The case, the longest running legal action in the history of the State, centred on claims that the Minister for Energy and Tara Mines Ltd were responsible for the failure to bring the neighbouring Bula lead and zinc mine at Nevinstown, Co Meath, into production.
Mr Justice Lynch dismissed the action brought by Bula Ltd (in receivership) which owns the orebody and businessmen, Mr Michael Wymes, of Bective House, Navan, Co Meath, and Mr Richard Wood of Carrigrohan, Co Cork. They sued the Minister and Tara, which operates a mine beside the Bula mine area.
Submissions on who should pay legal costs were adjourned until next Wednesday.
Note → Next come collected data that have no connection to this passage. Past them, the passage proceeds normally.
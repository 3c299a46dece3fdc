//! Assistant command interception.
//!
//! Sits in front of the transcript append path. A message whose trimmed text
//! starts with the trigger token (case-insensitive) is an assistant command:
//!
//! ```text
//! Idle --query--> Dispatching --ok--> Fulfilled --> Idle
//!                             \--err-> Failed    --> Idle
//! Idle --empty--> (prompt-for-input entry) --> Idle
//! ```
//!
//! While `Dispatching` every local submission is refused and remote triggers
//! are appended without being dispatched, so completion calls never
//! interleave. Assistant entries are local only and never published.

use crate::channel::EventChannel;
use crate::config::AssistantConfig;
use crate::error::{Result, SyncError};
use crate::gateway::{CommandRequest, CompletionGateway};
use crate::protocol::{ChannelEvent, ChatEntry, Origin, TimestampFormatter};
use crate::transcript::{Appended, TranscriptStore};

pub const APOLOGY: &str = "Sorry, I couldn't process your request at the moment.";
pub const IDLE_PLACEHOLDER: &str = "Type @ai followed by your question...";
pub const BUSY_PLACEHOLDER: &str = "AI is thinking...";

#[derive(Debug, Clone, Copy, PartialEq, Eq)]
pub enum RouterState {
    Idle,
    Dispatching,
    Fulfilled,
    Failed,
}

/// Result of inspecting message text for the trigger.
#[derive(Debug, Clone, PartialEq, Eq)]
pub enum Command {
    /// Not an assistant command.
    None,
    /// Trigger with nothing after it.
    Empty,
    Query(String),
}

/// Case-insensitive prefix match of `trigger` on the trimmed text.
pub fn parse_command(trigger: &str, text: &str) -> Command {
    let trimmed = text.trim();
    match trimmed.get(..trigger.len()) {
        Some(prefix) if !trigger.is_empty() && prefix.eq_ignore_ascii_case(trigger) => {
            let query = trimmed[trigger.len()..].trim();
            if query.is_empty() {
                Command::Empty
            } else {
                Command::Query(query.to_string())
            }
        }
        _ => Command::None,
    }
}

/// What the caller must do after a message passed through the router.
#[derive(Debug, Clone, PartialEq, Eq)]
pub enum Dispatch {
    /// Nothing further.
    None,
    /// Call the gateway with this request, then feed the result to
    /// [`CommandRouter::resolve`].
    Request(CommandRequest),
}

/// Discriminated outcome of one completion call.
#[derive(Debug, Clone, PartialEq, Eq)]
pub enum CommandOutcome {
    Reply { text: String },
    Failure { error_message: String },
}

pub struct CommandRouter {
    trigger: String,
    assistant_name: String,
    formatter: TimestampFormatter,
    state: RouterState,
    inline_error: Option<String>,
}

impl CommandRouter {
    pub fn new(cfg: &AssistantConfig, formatter: TimestampFormatter) -> Self {
        Self {
            trigger: cfg.trigger.clone(),
            assistant_name: cfg.display_name.clone(),
            formatter,
            state: RouterState::Idle,
            inline_error: None,
        }
    }

    pub fn state(&self) -> RouterState {
        self.state
    }

    pub fn trigger(&self) -> &str {
        &self.trigger
    }

    /// The submission control is disabled exactly while dispatching.
    pub fn input_disabled(&self) -> bool {
        self.state == RouterState::Dispatching
    }

    pub fn placeholder(&self) -> &'static str {
        if self.input_disabled() {
            BUSY_PLACEHOLDER
        } else {
            IDLE_PLACEHOLDER
        }
    }

    pub fn thinking_indicator(&self) -> Option<String> {
        self.input_disabled()
            .then(|| format!("{} is thinking...", self.assistant_name))
    }

    /// Error from the last failed completion, shown to this client only.
    pub fn inline_error(&self) -> Option<&str> {
        self.inline_error.as_deref()
    }

    pub fn prompt_for_input(&self) -> String {
        format!("Please provide a question after {}", self.trigger)
    }

    /// Handle a message typed by the local user.
    ///
    /// Refused with `SyncError::Busy` while dispatching. Otherwise the entry is
    /// appended and published (publish failures are logged, the local append
    /// stands), then checked for the trigger.
    pub fn submit_local(
        &mut self,
        transcript: &mut TranscriptStore,
        channel: &dyn EventChannel,
        author: &str,
        text: &str,
    ) -> Result<Dispatch> {
        if self.input_disabled() {
            return Err(SyncError::Busy);
        }
        let text = text.trim();
        if text.is_empty() {
            return Ok(Dispatch::None);
        }

        let entry = ChatEntry::new(author, text, Origin::User, self.formatter.now());
        transcript.append(entry.clone());
        if let Err(e) = channel.publish(ChannelEvent::SendMessage { message: entry }) {
            tracing::warn!(error = %e, "message kept locally, broadcast failed");
        }
        Ok(self.begin(transcript, text))
    }

    /// Handle a message delivered by another participant.
    ///
    /// Every observer evaluates triggers independently, so with N connected
    /// participants a broadcast command is answered N times (once in each
    /// transcript). Duplicates and assistant-origin entries never dispatch.
    pub fn observe_remote(&mut self, transcript: &mut TranscriptStore, entry: ChatEntry) -> Dispatch {
        let text = entry.body.clone();
        let from_user = entry.origin == Origin::User;
        if transcript.append(entry) == Appended::Duplicate || !from_user {
            return Dispatch::None;
        }
        if self.input_disabled() {
            if parse_command(&self.trigger, &text) != Command::None {
                tracing::debug!("remote assistant command not dispatched, request already pending");
            }
            return Dispatch::None;
        }
        self.begin(transcript, &text)
    }

    fn begin(&mut self, transcript: &mut TranscriptStore, text: &str) -> Dispatch {
        match parse_command(&self.trigger, text) {
            Command::None => Dispatch::None,
            Command::Empty => {
                tracing::debug!(error = %SyncError::EmptyCommand, "prompting for input");
                let prompt = self.prompt_for_input();
                self.append_assistant(transcript, prompt);
                Dispatch::None
            }
            Command::Query(query) => {
                self.transition(RouterState::Dispatching);
                self.inline_error = None;
                Dispatch::Request(CommandRequest::new(query))
            }
        }
    }

    /// Convert a completion result into a transcript entry and return to Idle.
    ///
    /// Late results are still appended; there is no fencing.
    pub fn resolve(&mut self, transcript: &mut TranscriptStore, result: Result<String>) -> CommandOutcome {
        if self.state != RouterState::Dispatching {
            tracing::debug!(state = ?self.state, "accepting completion outside dispatch");
        }
        let outcome = match result {
            Ok(text) => {
                self.transition(RouterState::Fulfilled);
                self.inline_error = None;
                self.append_assistant(transcript, text.clone());
                CommandOutcome::Reply { text }
            }
            Err(e) => {
                tracing::warn!(error = %e, "assistant unavailable, posting apology");
                self.transition(RouterState::Failed);
                let error_message = e.inline_message();
                self.inline_error = Some(error_message.clone());
                self.append_assistant(transcript, APOLOGY.to_string());
                CommandOutcome::Failure { error_message }
            }
        };
        self.transition(RouterState::Idle);
        outcome
    }

    /// Drop an abandoned request without touching the transcript.
    pub fn cancel(&mut self) {
        if self.state == RouterState::Dispatching {
            self.transition(RouterState::Idle);
        }
    }

    /// Dispatch and resolve in one step, awaiting the gateway inline.
    pub async fn run_request(
        &mut self,
        transcript: &mut TranscriptStore,
        gateway: &dyn CompletionGateway,
        request: &CommandRequest,
    ) -> CommandOutcome {
        let result = gateway.complete(request).await;
        self.resolve(transcript, result)
    }

    fn append_assistant(&self, transcript: &mut TranscriptStore, body: String) {
        let entry = ChatEntry::new(self.assistant_name.as_str(), body, Origin::Assistant, self.formatter.now());
        transcript.append(entry);
    }

    fn transition(&mut self, to: RouterState) {
        tracing::debug!(from = ?self.state, to = ?to, "router transition");
        self.state = to;
    }
}
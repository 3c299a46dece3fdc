//! Event channel adapter.
//!
//! [`EventChannel`] is the only way a session talks to other participants.
//! Two implementations:
//! - [`WsChannel`]: tokio-tungstenite client connected to a [`crate::hub`] server
//! - [`LoopbackHub`] / [`LoopbackChannel`]: in-process hub with the same relay
//!   rules, for embedding and tests
//!
//! Publishing never blocks. Each channel owns its background tasks and
//! aborts them when dropped.

use std::sync::atomic::{AtomicBool, Ordering};
use std::sync::{Arc, Mutex};

use futures_util::{SinkExt, StreamExt};
use tokio::sync::{broadcast, mpsc};
use tokio::task::JoinHandle;
use tokio_tungstenite::tungstenite::Message as WsMessage;

use crate::error::{Result, SyncError};
use crate::hub::relay_event;
use crate::protocol::{ChannelEvent, Envelope};

/// Capacity of the fan-out channel behind every subscription.
pub const CHANNEL_CAPACITY: usize = 1024;

/// Bidirectional, per-connection ordered event transport.
pub trait EventChannel: Send + Sync {
    fn publish(&self, event: ChannelEvent) -> Result<()>;
    fn subscribe(&self) -> Result<Subscription>;

    /// Participant id assigned by the hub, when known without a `welcome`.
    fn participant_id(&self) -> Option<String> {
        None
    }
}

/// Stream of inbound envelopes for one subscriber.
pub struct Subscription {
    rx: broadcast::Receiver<Envelope>,
    skip_from: Option<String>,
}

impl Subscription {
    fn new(rx: broadcast::Receiver<Envelope>, skip_from: Option<String>) -> Self {
        Self { rx, skip_from }
    }

    /// Next inbound envelope, or `None` once the channel is closed.
    pub async fn recv(&mut self) -> Option<Envelope> {
        loop {
            match self.rx.recv().await {
                Ok(env) => {
                    if self.skip_from.is_some() && env.from == self.skip_from {
                        continue;
                    }
                    return Some(env);
                }
                Err(broadcast::error::RecvError::Lagged(missed)) => {
                    tracing::warn!(missed, "subscription lagged, events dropped");
                }
                Err(broadcast::error::RecvError::Closed) => return None,
            }
        }
    }

    /// Non-blocking variant for synchronous callers.
    pub fn try_recv(&mut self) -> Option<Envelope> {
        loop {
            match self.rx.try_recv() {
                Ok(env) => {
                    if self.skip_from.is_some() && env.from == self.skip_from {
                        continue;
                    }
                    return Some(env);
                }
                Err(broadcast::error::TryRecvError::Lagged(missed)) => {
                    tracing::warn!(missed, "subscription lagged, events dropped");
                }
                Err(_) => return None,
            }
        }
    }
}

// ---------------------------------------------------------------------------
// WebSocket client
// ---------------------------------------------------------------------------

/// Client side of a hub connection.
pub struct WsChannel {
    outbound: mpsc::UnboundedSender<String>,
    inbound: broadcast::Sender<Envelope>,
    // Created before the reader starts so frames sent right after the
    // handshake (the hub's welcome) reach the first subscriber.
    initial: Mutex<Option<broadcast::Receiver<Envelope>>>,
    connected: Arc<AtomicBool>,
    tasks: Vec<JoinHandle<()>>,
}

impl WsChannel {
    /// Connect to a full room URL such as `ws://host:8787/ws/ROOM?name=ada`.
    pub async fn connect(url: &str) -> Result<Self> {
        let (ws_stream, _response) = tokio_tungstenite::connect_async(url)
            .await
            .map_err(|e| SyncError::TransportUnavailable(format!("{url}: {e}")))?;
        tracing::info!(url, "connected to hub");

        let (mut sink, mut stream) = ws_stream.split();
        let (outbound, mut outbound_rx) = mpsc::unbounded_channel::<String>();
        let (inbound, initial) = broadcast::channel(CHANNEL_CAPACITY);
        let connected = Arc::new(AtomicBool::new(true));

        let writer_flag = Arc::clone(&connected);
        let writer = tokio::spawn(async move {
            while let Some(text) = outbound_rx.recv().await {
                if sink.send(WsMessage::Text(text)).await.is_err() {
                    break;
                }
            }
            writer_flag.store(false, Ordering::SeqCst);
            let _ = sink.close().await;
        });

        let reader_flag = Arc::clone(&connected);
        let reader_tx = inbound.clone();
        let reader = tokio::spawn(async move {
            while let Some(frame) = stream.next().await {
                match frame {
                    Ok(WsMessage::Text(text)) => match Envelope::decode(&text) {
                        Ok(env) => {
                            let _ = reader_tx.send(env);
                        }
                        Err(e) => tracing::debug!(error = %e, "dropping undecodable frame"),
                    },
                    Ok(WsMessage::Close(_)) | Err(_) => break,
                    Ok(_) => {}
                }
            }
            reader_flag.store(false, Ordering::SeqCst);
            tracing::warn!("hub connection closed");
        });

        Ok(Self {
            outbound,
            inbound,
            initial: Mutex::new(Some(initial)),
            connected,
            tasks: vec![writer, reader],
        })
    }

    pub fn is_connected(&self) -> bool {
        self.connected.load(Ordering::SeqCst)
    }
}

impl EventChannel for WsChannel {
    fn publish(&self, event: ChannelEvent) -> Result<()> {
        if !self.is_connected() {
            return Err(SyncError::TransportUnavailable("hub connection closed".into()));
        }
        let text = Envelope::local(event).encode()?;
        self.outbound
            .send(text)
            .map_err(|_| SyncError::TransportUnavailable("writer task stopped".into()))
    }

    fn subscribe(&self) -> Result<Subscription> {
        if !self.is_connected() {
            return Err(SyncError::TransportUnavailable("hub connection closed".into()));
        }
        let rx = self
            .initial
            .lock()
            .ok()
            .and_then(|mut slot| slot.take())
            .unwrap_or_else(|| self.inbound.subscribe());
        Ok(Subscription::new(rx, None))
    }
}

impl Drop for WsChannel {
    fn drop(&mut self) {
        for task in &self.tasks {
            task.abort();
        }
    }
}

// ---------------------------------------------------------------------------
// In-process hub
// ---------------------------------------------------------------------------

/// A hub living in the same process. Relays exactly like the network hub.
#[derive(Clone)]
pub struct LoopbackHub {
    tx: broadcast::Sender<Envelope>,
    members: Arc<Mutex<Vec<String>>>,
}

impl LoopbackHub {
    pub fn new() -> Self {
        let (tx, _) = broadcast::channel(CHANNEL_CAPACITY);
        Self {
            tx,
            members: Arc::new(Mutex::new(Vec::new())),
        }
    }

    /// Join the hub under a fresh participant id.
    pub fn connect(&self, username: &str) -> LoopbackChannel {
        let participant_id = uuid::Uuid::new_v4().to_string();
        if let Ok(mut members) = self.members.lock() {
            members.push(participant_id.clone());
        }
        let _ = self.tx.send(Envelope::from_participant(
            ChannelEvent::ParticipantJoined {
                participant_id: participant_id.clone(),
                username: username.to_string(),
            },
            participant_id.clone(),
        ));
        LoopbackChannel {
            hub: self.clone(),
            participant_id,
            connected: AtomicBool::new(true),
        }
    }

    pub fn participant_count(&self) -> usize {
        self.members.lock().map(|m| m.len()).unwrap_or(0)
    }
}

impl Default for LoopbackHub {
    fn default() -> Self {
        Self::new()
    }
}

pub struct LoopbackChannel {
    hub: LoopbackHub,
    participant_id: String,
    connected: AtomicBool,
}

impl LoopbackChannel {
    pub fn id(&self) -> &str {
        &self.participant_id
    }

    /// Leave the hub; later publish/subscribe calls fail with
    /// `TransportUnavailable`.
    pub fn disconnect(&self) {
        if self.connected.swap(false, Ordering::SeqCst) {
            if let Ok(mut members) = self.hub.members.lock() {
                members.retain(|id| id != &self.participant_id);
            }
            let _ = self.hub.tx.send(Envelope::from_participant(
                ChannelEvent::ParticipantLeft {
                    participant_id: self.participant_id.clone(),
                },
                self.participant_id.clone(),
            ));
        }
    }

    fn ensure_connected(&self) -> Result<()> {
        if self.connected.load(Ordering::SeqCst) {
            Ok(())
        } else {
            Err(SyncError::TransportUnavailable("loopback channel disconnected".into()))
        }
    }
}

impl EventChannel for LoopbackChannel {
    fn publish(&self, event: ChannelEvent) -> Result<()> {
        self.ensure_connected()?;
        if let Some(relayed) = relay_event(event) {
            let _ = self
                .hub
                .tx
                .send(Envelope::from_participant(relayed, self.participant_id.clone()));
        }
        Ok(())
    }

    fn subscribe(&self) -> Result<Subscription> {
        self.ensure_connected()?;
        Ok(Subscription::new(
            self.hub.tx.subscribe(),
            Some(self.participant_id.clone()),
        ))
    }

    fn participant_id(&self) -> Option<String> {
        Some(self.participant_id.clone())
    }
}

impl Drop for LoopbackChannel {
    fn drop(&mut self) {
        self.disconnect();
    }
}

#[cfg(test)]
mod tests {
    use super::*;
    use crate::protocol::{ChatEntry, Origin, PresencePayload};

    fn message(body: &str) -> ChatEntry {
        ChatEntry::new("ada", body, Origin::User, String::new())
    }

    #[test]
    fn test_loopback_send_message_arrives_as_receive_message() {
        let hub = LoopbackHub::new();
        let a = hub.connect("ada");
        let b = hub.connect("bob");
        let mut sub_b = b.subscribe().unwrap();

        let entry = message("hi");
        a.publish(ChannelEvent::SendMessage { message: entry.clone() }).unwrap();

        let env = sub_b.try_recv().unwrap();
        assert_eq!(env.from.as_deref(), Some(a.id()));
        assert_eq!(env.event, ChannelEvent::ReceiveMessage { message: entry });
    }

    #[test]
    fn test_loopback_sender_does_not_see_own_events() {
        let hub = LoopbackHub::new();
        let a = hub.connect("ada");
        let mut sub_a = a.subscribe().unwrap();
        a.publish(ChannelEvent::TypingStart(PresencePayload::default())).unwrap();
        assert!(sub_a.try_recv().is_none());
    }

    #[test]
    fn test_loopback_preserves_per_sender_order() {
        let hub = LoopbackHub::new();
        let a = hub.connect("ada");
        let b = hub.connect("bob");
        let mut sub_b = b.subscribe().unwrap();
        for i in 0..20 {
            a.publish(ChannelEvent::FileUpdated {
                file_id: "f1".into(),
                new_content: i.to_string(),
            })
            .unwrap();
        }
        for i in 0..20 {
            match sub_b.try_recv().unwrap().event {
                ChannelEvent::FileUpdated { new_content, .. } => assert_eq!(new_content, i.to_string()),
                other => panic!("unexpected {other:?}"),
            }
        }
    }

    #[test]
    fn test_disconnected_channel_is_transport_unavailable() {
        let hub = LoopbackHub::new();
        let a = hub.connect("ada");
        a.disconnect();
        assert!(a.publish(ChannelEvent::TypingPause(PresencePayload::default())).unwrap_err().is_transport());
        assert!(matches!(a.subscribe(), Err(SyncError::TransportUnavailable(_))));
    }

    #[test]
    fn test_disconnect_announces_participant_left() {
        let hub = LoopbackHub::new();
        let a = hub.connect("ada");
        let b = hub.connect("bob");
        let mut sub_b = b.subscribe().unwrap();
        let a_id = a.id().to_string();
        drop(a);
        assert_eq!(hub.participant_count(), 1);
        assert_eq!(
            sub_b.try_recv().unwrap().event,
            ChannelEvent::ParticipantLeft { participant_id: a_id }
        );
    }

    #[test]
    fn test_client_originated_control_events_are_not_relayed() {
        let hub = LoopbackHub::new();
        let a = hub.connect("ada");
        let b = hub.connect("bob");
        let mut sub_b = b.subscribe().unwrap();
        a.publish(ChannelEvent::Welcome { participant_id: "forged".into(), members: vec![] }).unwrap();
        assert!(sub_b.try_recv().is_none());
    }

    #[tokio::test]
    async fn test_ws_connect_to_closed_port_is_transport_unavailable() {
        let err = WsChannel::connect("ws://127.0.0.1:1/ws/ROOM").await.err().unwrap();
        assert!(err.is_transport());
    }
}
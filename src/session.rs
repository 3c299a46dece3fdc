//! One participant's view of a room.
//!
//! [`SyncSession`] owns every per-participant component: the channel
//! subscription, transcript, command router, document state, presence timer
//! and the at-most-one in-flight completion call. All mutation happens on the
//! task that drives [`SyncSession::tick`]; other participants are reached only
//! through the [`EventChannel`].
//!
//! Suspension points inside `tick` are the inbound channel, the pending
//! completion call, and the presence quiet-period timer.

use std::collections::HashMap;
use std::sync::Arc;

use tokio::task::JoinHandle;

use crate::channel::{EventChannel, LoopbackHub, Subscription, WsChannel};
use crate::config::SyncConfig;
use crate::document::{DocumentSyncSession, RemoteApply};
use crate::error::{Result, SyncError};
use crate::gateway::{CommandRequest, CompletionGateway};
use crate::presence::PresenceDebouncer;
use crate::protocol::{ChannelEvent, ChatEntry, DocumentSnapshot, Envelope, PresenceKind, TimestampFormatter};
use crate::router::{CommandOutcome, CommandRouter, Dispatch};
use crate::transcript::TranscriptStore;

/// Something the session did that a front end may want to render.
#[derive(Debug, Clone, PartialEq, Eq)]
pub enum SessionUpdate {
    /// The hub assigned this participant an id.
    Joined { participant_id: String },
    /// A peer's chat entry was appended.
    Chat(ChatEntry),
    /// A peer's entry was already in the transcript.
    Duplicate { id: String },
    /// A completion call finished and its entry was appended.
    Assistant(CommandOutcome),
    Document { file_id: String, applied: RemoteApply },
    PeerTyping { participant_id: String, typing: bool },
    PeerJoined { participant_id: String, username: String },
    PeerLeft { participant_id: String },
    /// Local typing went quiet and `typing-pause` was published.
    PresenceSent(PresenceKind),
    /// The inbound stream ended.
    Disconnected,
}

pub struct SyncSession {
    username: String,
    participant_id: Option<String>,
    channel: Arc<dyn EventChannel>,
    subscription: Option<Subscription>,
    transcript: TranscriptStore,
    router: CommandRouter,
    document: DocumentSyncSession,
    gateway: Arc<dyn CompletionGateway>,
    pending: Option<JoinHandle<Result<String>>>,
    peers: HashMap<String, String>,
}

impl SyncSession {
    pub fn new(
        config: &SyncConfig,
        channel: Arc<dyn EventChannel>,
        gateway: Arc<dyn CompletionGateway>,
    ) -> Self {
        let subscription = match channel.subscribe() {
            Ok(sub) => Some(sub),
            Err(e) => {
                tracing::warn!(error = %e, "event channel not established, skipping subscription");
                None
            }
        };
        let formatter = TimestampFormatter::new(&config.timestamps);
        Self {
            username: config.username.clone(),
            participant_id: channel.participant_id(),
            channel,
            subscription,
            transcript: TranscriptStore::new(),
            router: CommandRouter::new(&config.assistant, formatter),
            document: DocumentSyncSession::new(PresenceDebouncer::new(config.presence.quiet_period())),
            gateway,
            pending: None,
            peers: HashMap::new(),
        }
    }

    /// Connect to the configured hub. When the hub cannot be reached the
    /// session runs solo on a private in-process hub.
    pub async fn connect(config: &SyncConfig, gateway: Arc<dyn CompletionGateway>) -> Self {
        let url = config.room_url();
        let channel: Arc<dyn EventChannel> = match WsChannel::connect(&url).await {
            Ok(ws) => Arc::new(ws),
            Err(e) => {
                tracing::warn!(error = %e, "hub unreachable, continuing offline");
                Arc::new(LoopbackHub::new().connect(&config.username))
            }
        };
        Self::new(config, channel, gateway)
    }

    pub fn username(&self) -> &str {
        &self.username
    }

    pub fn participant_id(&self) -> Option<&str> {
        self.participant_id.as_deref()
    }

    pub fn transcript(&self) -> &TranscriptStore {
        &self.transcript
    }

    pub fn transcript_mut(&mut self) -> &mut TranscriptStore {
        &mut self.transcript
    }

    pub fn router(&self) -> &CommandRouter {
        &self.router
    }

    pub fn document(&self) -> &DocumentSyncSession {
        &self.document
    }

    /// Display name of a connected peer.
    pub fn peer_name(&self, participant_id: &str) -> Option<&str> {
        self.peers.get(participant_id).map(String::as_str)
    }

    pub fn peer_count(&self) -> usize {
        self.peers.len()
    }

    pub fn is_subscribed(&self) -> bool {
        self.subscription.is_some()
    }

    /// Something can still arrive: inbound events, a completion or a pause.
    pub fn has_pending_work(&self) -> bool {
        self.subscription.is_some() || self.pending.is_some() || self.document.presence_pending()
    }

    /// A completion call is in flight.
    pub fn awaiting_assistant(&self) -> bool {
        self.pending.is_some()
    }

    /// Submit a chat line typed by the local user.
    pub fn submit_message(&mut self, text: &str) -> Result<()> {
        let dispatch = self
            .router
            .submit_local(&mut self.transcript, self.channel.as_ref(), &self.username, text)?;
        self.dispatch(dispatch);
        Ok(())
    }

    pub fn open_file(&mut self, snapshot: DocumentSnapshot) {
        self.document.activate(snapshot);
    }

    pub fn apply_local_edit(&mut self, file_id: &str, new_content: &str, cursor_offset: usize) -> Result<()> {
        self.document
            .apply_local_edit(self.channel.as_ref(), file_id, new_content, cursor_offset)
    }

    /// Route one inbound envelope to the component that owns it.
    pub fn handle_envelope(&mut self, envelope: Envelope) -> Option<SessionUpdate> {
        if envelope.from.is_some() && envelope.from.as_deref() == self.participant_id.as_deref() {
            return None;
        }
        match envelope.event {
            ChannelEvent::Welcome { participant_id, members } => {
                tracing::info!(participant = %participant_id, peers = members.len(), "joined room");
                self.participant_id = Some(participant_id.clone());
                self.peers
                    .extend(members.into_iter().map(|p| (p.participant_id, p.username)));
                Some(SessionUpdate::Joined { participant_id })
            }
            ChannelEvent::ReceiveMessage { message } | ChannelEvent::SendMessage { message } => {
                if self.transcript.contains(&message.id) {
                    // Still routed so the store logs the suppression.
                    let id = message.id.clone();
                    self.router.observe_remote(&mut self.transcript, message);
                    return Some(SessionUpdate::Duplicate { id });
                }
                let shown = message.clone();
                let dispatch = self.router.observe_remote(&mut self.transcript, message);
                self.dispatch(dispatch);
                Some(SessionUpdate::Chat(shown))
            }
            ChannelEvent::FileUpdated { file_id, new_content } => {
                let applied = self.document.on_remote_content_update(&file_id, &new_content);
                Some(SessionUpdate::Document { file_id, applied })
            }
            ChannelEvent::TypingStart(payload) | ChannelEvent::TypingPause(payload) if envelope.from.is_none() => {
                tracing::debug!(?payload, "presence without sender ignored");
                None
            }
            ChannelEvent::TypingStart(payload) => {
                let participant_id = envelope.from.unwrap_or_default();
                self.document
                    .on_remote_cursor(&participant_id, payload.file_id.as_deref(), payload.cursor_position, true);
                Some(SessionUpdate::PeerTyping { participant_id, typing: true })
            }
            ChannelEvent::TypingPause(payload) => {
                let participant_id = envelope.from.unwrap_or_default();
                self.document
                    .on_remote_cursor(&participant_id, payload.file_id.as_deref(), payload.cursor_position, false);
                Some(SessionUpdate::PeerTyping { participant_id, typing: false })
            }
            ChannelEvent::ParticipantJoined { participant_id, username } => {
                self.peers.insert(participant_id.clone(), username.clone());
                Some(SessionUpdate::PeerJoined { participant_id, username })
            }
            ChannelEvent::ParticipantLeft { participant_id } => {
                self.peers.remove(&participant_id);
                self.document.forget_participant(&participant_id);
                Some(SessionUpdate::PeerLeft { participant_id })
            }
        }
    }

    /// Wait for the next thing to happen and apply it.
    ///
    /// Returns `None` immediately when there is nothing left to wait for.
    pub async fn tick(&mut self) -> Option<SessionUpdate> {
        if !self.has_pending_work() {
            return None;
        }
        loop {
            tokio::select! {
                env = next_envelope(&mut self.subscription) => {
                    match env {
                        Some(env) => {
                            if let Some(update) = self.handle_envelope(env) {
                                return Some(update);
                            }
                        }
                        None => {
                            tracing::warn!("event channel closed");
                            self.subscription = None;
                            return Some(SessionUpdate::Disconnected);
                        }
                    }
                }
                result = join_pending(&mut self.pending) => {
                    self.pending = None;
                    let outcome = self.router.resolve(&mut self.transcript, result);
                    return Some(SessionUpdate::Assistant(outcome));
                }
                signal = self.document.presence_paused() => {
                    let kind = signal.kind;
                    self.document.publish_presence(self.channel.as_ref(), signal);
                    return Some(SessionUpdate::PresenceSent(kind));
                }
            }
        }
    }

    /// Tick until the in-flight completion (if any) resolves, returning its
    /// outcome. Other updates are applied along the way.
    pub async fn wait_for_assistant(&mut self) -> Option<CommandOutcome> {
        while self.pending.is_some() {
            if let Some(SessionUpdate::Assistant(outcome)) = self.tick().await {
                return Some(outcome);
            }
        }
        None
    }

    /// Release the subscription, the presence timer and any in-flight call.
    pub fn shutdown(&mut self) {
        self.document.teardown();
        self.subscription = None;
        if let Some(handle) = self.pending.take() {
            handle.abort();
            self.router.cancel();
        }
    }

    fn dispatch(&mut self, dispatch: Dispatch) {
        let Dispatch::Request(request) = dispatch else {
            return;
        };
        tracing::info!(query_len = request.query.len(), "dispatching assistant command");
        self.pending = Some(spawn_completion(Arc::clone(&self.gateway), request));
    }
}

impl Drop for SyncSession {
    fn drop(&mut self) {
        self.shutdown();
    }
}

fn spawn_completion(gateway: Arc<dyn CompletionGateway>, request: CommandRequest) -> JoinHandle<Result<String>> {
    tokio::spawn(async move { gateway.complete(&request).await })
}

async fn next_envelope(subscription: &mut Option<Subscription>) -> Option<Envelope> {
    match subscription.as_mut() {
        Some(sub) => sub.recv().await,
        None => std::future::pending().await,
    }
}

async fn join_pending(pending: &mut Option<JoinHandle<Result<String>>>) -> Result<String> {
    match pending.as_mut() {
        Some(handle) => match handle.await {
            Ok(result) => result,
            Err(e) => Err(SyncError::AssistantUnavailable(format!("completion task failed: {e}"))),
        },
        None => std::future::pending().await,
    }
}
It was suggested that the costs could reach £3 million.
The prime mover behind the litigation, which was heard in the High Court over more than 170 days, Mr Michael Wymes was described by Mr Justice Lynch as a man "utterly convinced of the justice of his cause and that Tara have been intent on destroying him and his colleagues".
The judge said Mr Wymes was not only convinced of these ideas, but was truly obsessed by them to the extent that he had spent the last nine or 10 years of his life pursuing this litigation.
Mr Wymes contended the Minister had obligations to proceed to develop and exploit the Bula mine, but the judge said he had heard little or nothing about the obligations of Bula personnel.
"Having listened to and observed Mr Wymes in the witness box for 146 days and throughout the trial, I have come to the conclusion that he is an unreliable witness," said Mr Justice Lynch.
Speaking of Mr Richard Wood, the other Bula director suing Tara and the Minister, the judge said Mr Wood was completely under the influence of and had been effectively brainwashed by Mr Wymes.
The judge said Mr Wymes had been appointed managing director of Bula shortly after its incorporation and exercised a dominant influence over its affairs.
Mr Justice Lynch spoke of "attitudes of mutual distrust and antagonism" on the part of Tara towards Bula and on the part of Bula (and especially Mr Wymes) towards Tara.
In the course of the sorry saga of Bula, said the judge, Mr Wymes alienated those with whom he should have sought to get on well. He misled them, he strung them along, and he met any resistance with threats of litigation.
Mr Wymes had indulged in and was a master of interminable nit picking legalistic and antagonistic correspondence with all and sundry and especially with the Minister and his Department.
It was very strange that there appeared to have been a complete failure on the part of Bula personnel and especially Mr Wymes to appreciate the cost of time and borrowed money. By 1984, bank interest was running in excess of £5,000 a day.